===== Input

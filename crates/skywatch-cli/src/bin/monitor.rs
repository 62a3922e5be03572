//! Live airport monitor - polls the OpenSky REST API for aircraft near a
//! small airport, classifies proximity, evaluates alert rules, and appends
//! everything to monthly JSON logs.
//!
//! Usage:
//!   cargo run -p skywatch-cli --bin monitor

use std::path::PathBuf;

use anyhow::Result;
use chrono::Utc;
use clap::Parser;
use tracing_subscriber::{layer::SubscriberExt, util::SubscriberInitExt};

use skywatch_cli::store::MonthlyLog;
use skywatch_core::alerts::{AlertRecord, AlertRules};
use skywatch_core::geo::{bounding_box, LatLon};
use skywatch_core::models::Detection;
use skywatch_core::rules::MonitorRules;
use skywatch_opensky::OpenSkyClient;

/// Airport aircraft monitor
#[derive(Parser, Debug)]
#[command(author, version, about = "Monitor aircraft activity near a small airport")]
struct Args {
    /// Airport latitude
    #[arg(long, default_value_t = 25.8575)]
    lat: f64,

    /// Airport longitude
    #[arg(long, default_value_t = -80.8969)]
    lon: f64,

    /// Monitoring radius in kilometers
    #[arg(long, default_value_t = 10.0)]
    radius_km: f64,

    /// Directory for monthly JSON logs
    #[arg(long, default_value = "flight_data")]
    data_dir: PathBuf,

    /// OpenSky REST API base URL
    #[arg(long, default_value = "https://opensky-network.org")]
    api_url: String,

    /// OpenSky account username
    #[arg(long)]
    username: Option<String>,

    /// OpenSky account password
    #[arg(long)]
    password: Option<String>,

    /// Callsign substring to alert on (repeatable)
    #[arg(long = "watch")]
    watch: Vec<String>,

    /// icao24 prefix treated as military (repeatable)
    #[arg(long = "military-prefix", default_values_t = vec!["ae".to_string()])]
    military_prefix: Vec<String>,

    /// Local hour (0-23) when the after-hours window opens
    #[arg(long, default_value_t = 22)]
    after_hours_start: u32,

    /// Local hour (0-23) when the after-hours window closes
    #[arg(long, default_value_t = 6)]
    after_hours_end: u32,

    /// Local timezone offset from UTC in hours
    #[arg(long, default_value_t = -5)]
    utc_offset: i32,
}

#[tokio::main]
async fn main() -> Result<()> {
    // Initialize tracing
    tracing_subscriber::registry()
        .with(tracing_subscriber::fmt::layer())
        .with(tracing_subscriber::EnvFilter::from_default_env()
            .add_directive("monitor=info".parse()?))
        .init();

    let args = Args::parse();

    let airport = LatLon { lat: args.lat, lon: args.lon };
    let rules = MonitorRules {
        airport,
        radius_km: args.radius_km,
        ..MonitorRules::default()
    };
    let alert_rules = AlertRules {
        watch_callsigns: args.watch,
        military_prefixes: args.military_prefix,
        after_hours_start: args.after_hours_start,
        after_hours_end: args.after_hours_end,
        utc_offset_hours: args.utc_offset,
    };

    let mut client = OpenSkyClient::new(args.api_url);
    if let (Some(user), Some(pass)) = (args.username, args.password) {
        client = client.with_credentials(user, pass);
    }

    let bbox = bounding_box(airport, rules.radius_km);
    tracing::info!(
        lat = airport.lat,
        lon = airport.lon,
        radius_km = rules.radius_km,
        "polling OpenSky"
    );

    // A failed poll logs an empty cycle rather than aborting the monitor.
    let samples = match client.fetch_states(&bbox).await {
        Ok(samples) => samples,
        Err(err) => {
            tracing::warn!(error = %err, "OpenSky fetch failed");
            Vec::new()
        }
    };

    let now = Utc::now();
    let detections: Vec<Detection> = samples
        .iter()
        .map(|s| Detection::from_sample(s, &rules))
        .collect();

    let alerts: Vec<AlertRecord> = detections
        .iter()
        .filter_map(|d| {
            let tags = alert_rules.evaluate(d, now);
            if tags.is_empty() {
                return None;
            }
            Some(AlertRecord {
                detection: d.clone(),
                alert_tags: tags.iter().map(|t| t.to_string()).collect(),
            })
        })
        .collect();

    let log = MonthlyLog::new(&args.data_dir);
    let month = MonthlyLog::month_key(now);
    log.append("detections", &month, &detections)?;
    if !alerts.is_empty() {
        log.append("alerts", &month, &alerts)?;
        tracing::info!(count = alerts.len(), "alerts recorded");
    }

    if detections.is_empty() {
        println!("No aircraft detected");
    } else {
        println!("Detected {} aircraft:", detections.len());
        for d in &detections {
            let altitude = d
                .altitude_ft
                .map(|ft| format!("{ft}ft"))
                .unwrap_or_else(|| "unknown alt".to_string());
            println!("  {} ({}) - {} - {}", d.callsign, d.icao24, altitude, d.status);
        }
    }

    Ok(())
}
//! Human-readable rendering of classified operations.

use std::fmt::Write;

use skywatch_core::models::FEET_PER_METER;
use skywatch_core::{Confidence, EventKind, TrackEvent};

const RULE: &str = "================================================================================";
const LIGHT_RULE: &str =
    "--------------------------------------------------------------------------------";

/// Render the analysis report: landings, takeoffs, then a summary with
/// high-confidence counts.
pub fn render_report(events: &[TrackEvent]) -> String {
    let mut landings: Vec<&TrackEvent> = events
        .iter()
        .filter(|e| e.kind == EventKind::Landing)
        .collect();
    let mut takeoffs: Vec<&TrackEvent> = events
        .iter()
        .filter(|e| e.kind == EventKind::Takeoff)
        .collect();
    landings.sort_by_key(|e| e.date);
    takeoffs.sort_by_key(|e| e.date);

    let mut out = String::new();
    let _ = writeln!(out, "{RULE}");
    let _ = writeln!(out, "TRACK TERMINATION ANALYSIS");
    let _ = writeln!(out, "{RULE}");

    let _ = writeln!(out, "\nPOTENTIAL LANDINGS DETECTED: {}", landings.len());
    let _ = writeln!(out, "{LIGHT_RULE}");
    for event in &landings {
        render_event(&mut out, event);
    }

    let _ = writeln!(out, "\nPOTENTIAL TAKEOFFS DETECTED: {}", takeoffs.len());
    let _ = writeln!(out, "{LIGHT_RULE}");
    for event in &takeoffs {
        render_event(&mut out, event);
    }

    let high = |events: &[&TrackEvent]| {
        events
            .iter()
            .filter(|e| e.confidence == Confidence::High)
            .count()
    };
    let _ = writeln!(out, "\n{RULE}");
    let _ = writeln!(out, "SUMMARY");
    let _ = writeln!(out, "{RULE}");
    let _ = writeln!(out, "Likely landings: {}", high(&landings));
    let _ = writeln!(out, "Likely takeoffs: {}", high(&takeoffs));
    let _ = writeln!(out, "Total operations: {}", landings.len() + takeoffs.len());

    out
}

fn render_event(out: &mut String, event: &TrackEvent) {
    let (boundary_label, delta_label) = match event.kind {
        EventKind::Landing => ("Final", "Descended"),
        EventKind::Takeoff => ("Initial", "Climbed"),
    };

    let _ = writeln!(out, "\n{} {}", event.date, event.event_time.format("%H:%M:%S"));
    let _ = writeln!(out, "  Aircraft: {} ({})", event.callsign, event.icao24);
    let _ = writeln!(
        out,
        "  {} altitude: {:.0}m ({:.0}ft)",
        boundary_label,
        event.boundary_altitude_m,
        event.boundary_altitude_m * FEET_PER_METER
    );
    let _ = writeln!(
        out,
        "  {} distance from airport: {:.1}km",
        boundary_label, event.boundary_distance_km
    );
    let _ = writeln!(
        out,
        "  {}: {:.0}m over {} detections",
        delta_label, event.altitude_delta_m, event.detections
    );
    let _ = writeln!(out, "  Confidence: {}", event.confidence);
}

==========

- [Task prompt]: Each and every record above needs writing out exactly.

- [Output of the task]:
filename crates/skywatch-cli/src/bin/monitor.rs
repository 62a3922e5be03572
//! Live airport monitor - polls the OpenSky REST API for aircraft near a
//! small airport, classifies proximity, evaluates alert rules, and appends
//! everything to monthly JSON logs.
//!
//! Usage:
//!   cargo run -p skywatch-cli --bin monitor

use std::path::PathBuf;

use anyhow::Result;
use chrono::Utc;
use clap::Parser;
use tracing_subscriber::{layer::SubscriberExt, util::SubscriberInitExt};

use skywatch_cli::store::MonthlyLog;
use skywatch_core::alerts::{AlertRecord, AlertRules};
use skywatch_core::geo::{bounding_box, LatLon};
use skywatch_core::models::Detection;
use skywatch_core::rules::MonitorRules;
use skywatch_opensky::OpenSkyClient;

/// Airport aircraft monitor
#[derive(Parser, Debug)]
#[command(author, version, about = "Monitor aircraft activity near a small airport")]
struct Args {
    /// Airport latitude
    #[arg(long, default_value_t = 25.8575)]
    lat: f64,

    /// Airport longitude
    #[arg(long, default_value_t = -80.8969)]
    lon: f64,

    /// Monitoring radius in kilometers
    #[arg(long, default_value_t = 10.0)]
    radius_km: f64,

    /// Directory for monthly JSON logs
    #[arg(long, default_value = "flight_data")]
    data_dir: PathBuf,

    /// OpenSky REST API base URL
    #[arg(long, default_value = "https://opensky-network.org")]
    api_url: String,

    /// OpenSky account username
    #[arg(long)]
    username: Option<String>,

    /// OpenSky account password
    #[arg(long)]
    password: Option<String>,

    /// Callsign substring to alert on (repeatable)
    #[arg(long = "watch")]
    watch: Vec<String>,

    /// icao24 prefix treated as military (repeatable)
    #[arg(long = "military-prefix", default_values_t = vec!["ae".to_string()])]
    military_prefix: Vec<String>,

    /// Local hour (0-23) when the after-hours window opens
    #[arg(long, default_value_t = 22)]
    after_hours_start: u32,

    /// Local hour (0-23) when the after-hours window closes
    #[arg(long, default_value_t = 6)]
    after_hours_end: u32,

    /// Local timezone offset from UTC in hours
    #[arg(long, default_value_t = -5)]
    utc_offset: i32,
}

#[tokio::main]
async fn main() -> Result<()> {
    // Initialize tracing
    tracing_subscriber::registry()
        .with(tracing_subscriber::fmt::layer())
        .with(tracing_subscriber::EnvFilter::from_default_env()
            .add_directive("monitor=info".parse()?))
        .init();

    let args = Args::parse();

    let airport = LatLon { lat: args.lat, lon: args.lon };
    let rules = MonitorRules {
        airport,
        radius_km: args.radius_km,
        ..MonitorRules::default()
    };
    let alert_rules = AlertRules {
        watch_callsigns: args.watch,
        military_prefixes: args.military_prefix,
        after_hours_start: args.after_hours_start,
        after_hours_end: args.after_hours_end,
        utc_offset_hours: args.utc_offset,
    };

    let mut client = OpenSkyClient::new(args.api_url);
    if let (Some(user), Some(pass)) = (args.username, args.password) {
        client = client.with_credentials(user, pass);
    }

    let bbox = bounding_box(airport, rules.radius_km);
    tracing::info!(
        lat = airport.lat,
        lon = airport.lon,
        radius_km = rules.radius_km,
        "polling OpenSky"
    );

    // A failed poll logs an empty cycle rather than aborting the monitor.
    let samples = match client.fetch_states(&bbox).await {
        Ok(samples) => samples,
        Err(err) => {
            tracing::warn!(error = %err, "OpenSky fetch failed");
            Vec::new()
        }
    };

    let now = Utc::now();
    let detections: Vec<Detection> = samples
        .iter()
        .map(|s| Detection::from_sample(s, &rules))
        .collect();

    let alerts: Vec<AlertRecord> = detections
        .iter()
        .filter_map(|d| {
            let tags = alert_rules.evaluate(d, now);
            if tags.is_empty() {
                return None;
            }
            Some(AlertRecord {
                detection: d.clone(),
                alert_tags: tags.iter().map(|t| t.to_string()).collect(),
            })
        })
        .collect();

    let log = MonthlyLog::new(&args.data_dir);
    let month = MonthlyLog::month_key(now);
    log.append("detections", &month, &detections)?;
    if !alerts.is_empty() {
        log.append("alerts", &month, &alerts)?;
        tracing::info!(count = alerts.len(), "alerts recorded");
    }

    if detections.is_empty() {
        println!("No aircraft detected");
    } else {
        println!("Detected {} aircraft:", detections.len());
        for d in &detections {
            let altitude = d
                .altitude_ft
                .map(|ft| format!("{ft}ft"))
                .unwrap_or_else(|| "unknown alt".to_string());
            println!("  {} ({}) - {} - {}", d.callsign, d.icao24, altitude, d.status);
        }
    }

    Ok(())
}
//! Human-readable rendering of classified operations.

use std::fmt::Write;

use skywatch_core::models::FEET_PER_METER;
use skywatch_core::{Confidence, EventKind, TrackEvent};

const RULE: &str = "================================================================================";
const LIGHT_RULE: &str =
    "--------------------------------------------------------------------------------";

/// Render the analysis report: landings, takeoffs, then a summary with
/// high-confidence counts.
pub fn render_report(events: &[TrackEvent]) -> String {
    let mut landings: Vec<&TrackEvent> = events
        .iter()
        .filter(|e| e.kind == EventKind::Landing)
        .collect();
    let mut takeoffs: Vec<&TrackEvent> = events
        .iter()
        .filter(|e| e.kind == EventKind::Takeoff)
        .collect();
    landings.sort_by_key(|e| e.date);
    takeoffs.sort_by_key(|e| e.date);

    let mut out = String::new();
    let _ = writeln!(out, "{RULE}");
    let _ = writeln!(out, "TRACK TERMINATION ANALYSIS");
    let _ = writeln!(out, "{RULE}");

    let _ = writeln!(out, "\nPOTENTIAL LANDINGS DETECTED: {}", landings.len());
    let _ = writeln!(out, "{LIGHT_RULE}");
    for event in &landings {
        render_event(&mut out, event);
    }

    let _ = writeln!(out, "\nPOTENTIAL TAKEOFFS DETECTED: {}", takeoffs.len());
    let _ = writeln!(out, "{LIGHT_RULE}");
    for event in &takeoffs {
        render_event(&mut out, event);
    }

    let high = |events: &[&TrackEvent]| {
        events
            .iter()
            .filter(|e| e.confidence == Confidence::High)
            .count()
    };
    let _ = writeln!(out, "\n{RULE}");
    let _ = writeln!(out, "SUMMARY");
    let _ = writeln!(out, "{RULE}");
    let _ = writeln!(out, "Likely landings: {}", high(&landings));
    let _ = writeln!(out, "Likely takeoffs: {}", high(&takeoffs));
    let _ = writeln!(out, "Total operations: {}", landings.len() + takeoffs.len());

    out
}

fn render_event(out: &mut String, event: &TrackEvent) {
    let (boundary_label, delta_label) = match event.kind {
        EventKind::Landing => ("Final", "Descended"),
        EventKind::Takeoff => ("Initial", "Climbed"),
    };

    let _ = writeln!(out, "\n{} {}", event.date, event.event_time.format("%H:%M:%S"));
    let _ = writeln!(out, "  Aircraft: {} ({})", event.callsign, event.icao24);
    let _ = writeln!(
        out,
        "  {} altitude: {:.0}m ({:.0}ft)",
        boundary_label,
        event.boundary_altitude_m,
        event.boundary_altitude_m * FEET_PER_METER
    );
    let _ = writeln!(
        out,
        "  {} distance from airport: {:.1}km",
        boundary_label, event.boundary_distance_km
    );
    let _ = writeln!(
        out,
        "  {}: {:.0}m over {} detections",
        delta_label, event.altitude_delta_m, event.detections
    );
    let _ = writeln!(out, "  Confidence: {}", event.confidence);
}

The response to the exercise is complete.